Your goal:
In your reply, reproduce every line of the data without any alteration.

Excerpted records:
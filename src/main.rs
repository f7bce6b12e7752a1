//! quiz-room-back binary entrypoint wiring REST, SSE, storage and the background drivers.

use std::{env, net::SocketAddr, sync::Arc};

use anyhow::Context;
use tokio::net::TcpListener;
use tracing::{info, warn};
use tracing_subscriber::{layer::SubscriberExt, util::SubscriberInitExt};

use quiz_room_back::{
    build_router,
    config::AppConfig,
    dao::room_store::{RoomStore, memory::InMemoryRoomStore},
    services::{deadline_scheduler, room_janitor},
    state::{AppState, SharedState, clock::SystemClock},
};

#[tokio::main]
async fn main() -> anyhow::Result<()> {
    init_tracing();

    let config = AppConfig::load();
    let app_state = build_state(config);

    tokio::spawn(deadline_scheduler::run(app_state.clone()));
    tokio::spawn(room_janitor::run(app_state.clone()));
    let app = build_router(app_state);

    let port = env::var("PORT")
        .or_else(|_| env::var("SERVER_PORT"))
        .ok()
        .and_then(|value| value.parse::<u16>().ok())
        .unwrap_or(8080);

    let addr = SocketAddr::from(([0, 0, 0, 0], port));
    info!(%addr, "starting server");

    let listener = TcpListener::bind(addr).await.context("binding server")?;
    let service = app.into_make_service();
    axum::serve(listener, service)
        .with_graceful_shutdown(shutdown_signal())
        .await
        .context("serving axum")?;

    Ok(())
}

/// Pick the room store: MongoDB when `MONGO_URI` is set, memory otherwise.
fn build_state(config: AppConfig) -> SharedState {
    #[cfg(feature = "mongo-store")]
    {
        if let Ok(uri) = env::var("MONGO_URI") {
            let state = AppState::new(config, Arc::new(SystemClock));
            spawn_mongo_supervisor(&state, uri, env::var("MONGO_DB").ok());
            return state;
        }
    }

    info!("MONGO_URI not set; using the in-memory room store");
    let store: Arc<dyn RoomStore> = Arc::new(InMemoryRoomStore::new());
    AppState::with_store(config, Arc::new(SystemClock), store)
}

/// Keep a MongoDB connection installed in the state, starting in degraded mode.
#[cfg(feature = "mongo-store")]
fn spawn_mongo_supervisor(state: &SharedState, uri: String, db_name: Option<String>) {
    use quiz_room_back::{
        dao::{
            room_store::mongodb::{MongoConfig, MongoRoomStore},
            storage::StorageError,
        },
        services::storage_supervisor,
    };

    let connect = move || {
        let uri = uri.clone();
        let db_name = db_name.clone();
        async move {
            let config = MongoConfig::from_uri(&uri, db_name.as_deref()).await?;
            let store = MongoRoomStore::connect(config).await?;
            Ok::<Arc<dyn RoomStore>, StorageError>(Arc::new(store))
        }
    };
    tokio::spawn(storage_supervisor::run(state.clone(), connect));
}

/// Configure tracing subscribers so logs include spans by default.
fn init_tracing() {
    let env_filter = tracing_subscriber::EnvFilter::try_from_default_env()
        .unwrap_or_else(|_| "info,tower_http=debug".into());
    tracing_subscriber::registry()
        .with(env_filter)
        .with(tracing_subscriber::fmt::layer())
        .init();
}

/// Wait for Ctrl+C or SIGTERM and shut the server down gracefully.
async fn shutdown_signal() {
    #[cfg(unix)]
    {
        use tokio::signal::unix::{SignalKind, signal};

        match signal(SignalKind::terminate()) {
            Ok(mut term) => {
                tokio::select! {
                    _ = tokio::signal::ctrl_c() => {},
                    _ = term.recv() => {},
                }
            }
            Err(err) => {
                warn!(error = %err, "failed to install SIGTERM handler; waiting for Ctrl+C");
                let _ = tokio::signal::ctrl_c().await;
            }
        }
    }

    #[cfg(not(unix))]
    {
        let _ = tokio::signal::ctrl_c().await;
    }

    info!("shutdown signal received");
}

Exercise result:
filename src/main.rs
repository f7bce6b12e7752a1
//! quiz-room-back binary entrypoint wiring REST, SSE, storage and the background drivers.

use std::{env, net::SocketAddr, sync::Arc};

use anyhow::Context;
use tokio::net::TcpListener;
use tracing::{info, warn};
use tracing_subscriber::{layer::SubscriberExt, util::SubscriberInitExt};

use quiz_room_back::{
    build_router,
    config::AppConfig,
    dao::room_store::{RoomStore, memory::InMemoryRoomStore},
    services::{deadline_scheduler, room_janitor},
    state::{AppState, SharedState, clock::SystemClock},
};

#[tokio::main]
async fn main() -> anyhow::Result<()> {
    init_tracing();

    let config = AppConfig::load();
    let app_state = build_state(config);

    tokio::spawn(deadline_scheduler::run(app_state.clone()));
    tokio::spawn(room_janitor::run(app_state.clone()));
    let app = build_router(app_state);

    let port = env::var("PORT")
        .or_else(|_| env::var("SERVER_PORT"))
        .ok()
        .and_then(|value| value.parse::<u16>().ok())
        .unwrap_or(8080);

    let addr = SocketAddr::from(([0, 0, 0, 0], port));
    info!(%addr, "starting server");

    let listener = TcpListener::bind(addr).await.context("binding server")?;
    let service = app.into_make_service();
    axum::serve(listener, service)
        .with_graceful_shutdown(shutdown_signal())
        .await
        .context("serving axum")?;

    Ok(())
}

/// Pick the room store: MongoDB when `MONGO_URI` is set, memory otherwise.
fn build_state(config: AppConfig) -> SharedState {
    #[cfg(feature = "mongo-store")]
    {
        if let Ok(uri) = env::var("MONGO_URI") {
            let state = AppState::new(config, Arc::new(SystemClock));
            spawn_mongo_supervisor(&state, uri, env::var("MONGO_DB").ok());
            return state;
        }
    }

    info!("MONGO_URI not set; using the in-memory room store");
    let store: Arc<dyn RoomStore> = Arc::new(InMemoryRoomStore::new());
    AppState::with_store(config, Arc::new(SystemClock), store)
}

/// Keep a MongoDB connection installed in the state, starting in degraded mode.
#[cfg(feature = "mongo-store")]
fn spawn_mongo_supervisor(state: &SharedState, uri: String, db_name: Option<String>) {
    use quiz_room_back::{
        dao::{
            room_store::mongodb::{MongoConfig, MongoRoomStore},
            storage::StorageError,
        },
        services::storage_supervisor,
    };

    let connect = move || {
        let uri = uri.clone();
        let db_name = db_name.clone();
        async move {
            let config = MongoConfig::from_uri(&uri, db_name.as_deref()).await?;
            let store = MongoRoomStore::connect(config).await?;
            Ok::<Arc<dyn RoomStore>, StorageError>(Arc::new(store))
        }
    };
    tokio::spawn(storage_supervisor::run(state.clone(), connect));
}

/// Configure tracing subscribers so logs include spans by default.
fn init_tracing() {
    let env_filter = tracing_subscriber::EnvFilter::try_from_default_env()
        .unwrap_or_else(|_| "info,tower_http=debug".into());
    tracing_subscriber::registry()
        .with(env_filter)
        .with(tracing_subscriber::fmt::layer())
        .init();
}

/// Wait for Ctrl+C or SIGTERM and shut the server down gracefully.
async fn shutdown_signal() {
    #[cfg(unix)]
    {
        use tokio::signal::unix::{SignalKind, signal};

        match signal(SignalKind::terminate()) {
            Ok(mut term) => {
                tokio::select! {
                    _ = tokio::signal::ctrl_c() => {},
                    _ = term.recv() => {},
                }
            }
            Err(err) => {
                warn!(error = %err, "failed to install SIGTERM handler; waiting for Ctrl+C");
                let _ = tokio::signal::ctrl_c().await;
            }
        }
    }

    #[cfg(not(unix))]
    {
        let _ = tokio::signal::ctrl_c().await;
    }

    info!("shutdown signal received");
}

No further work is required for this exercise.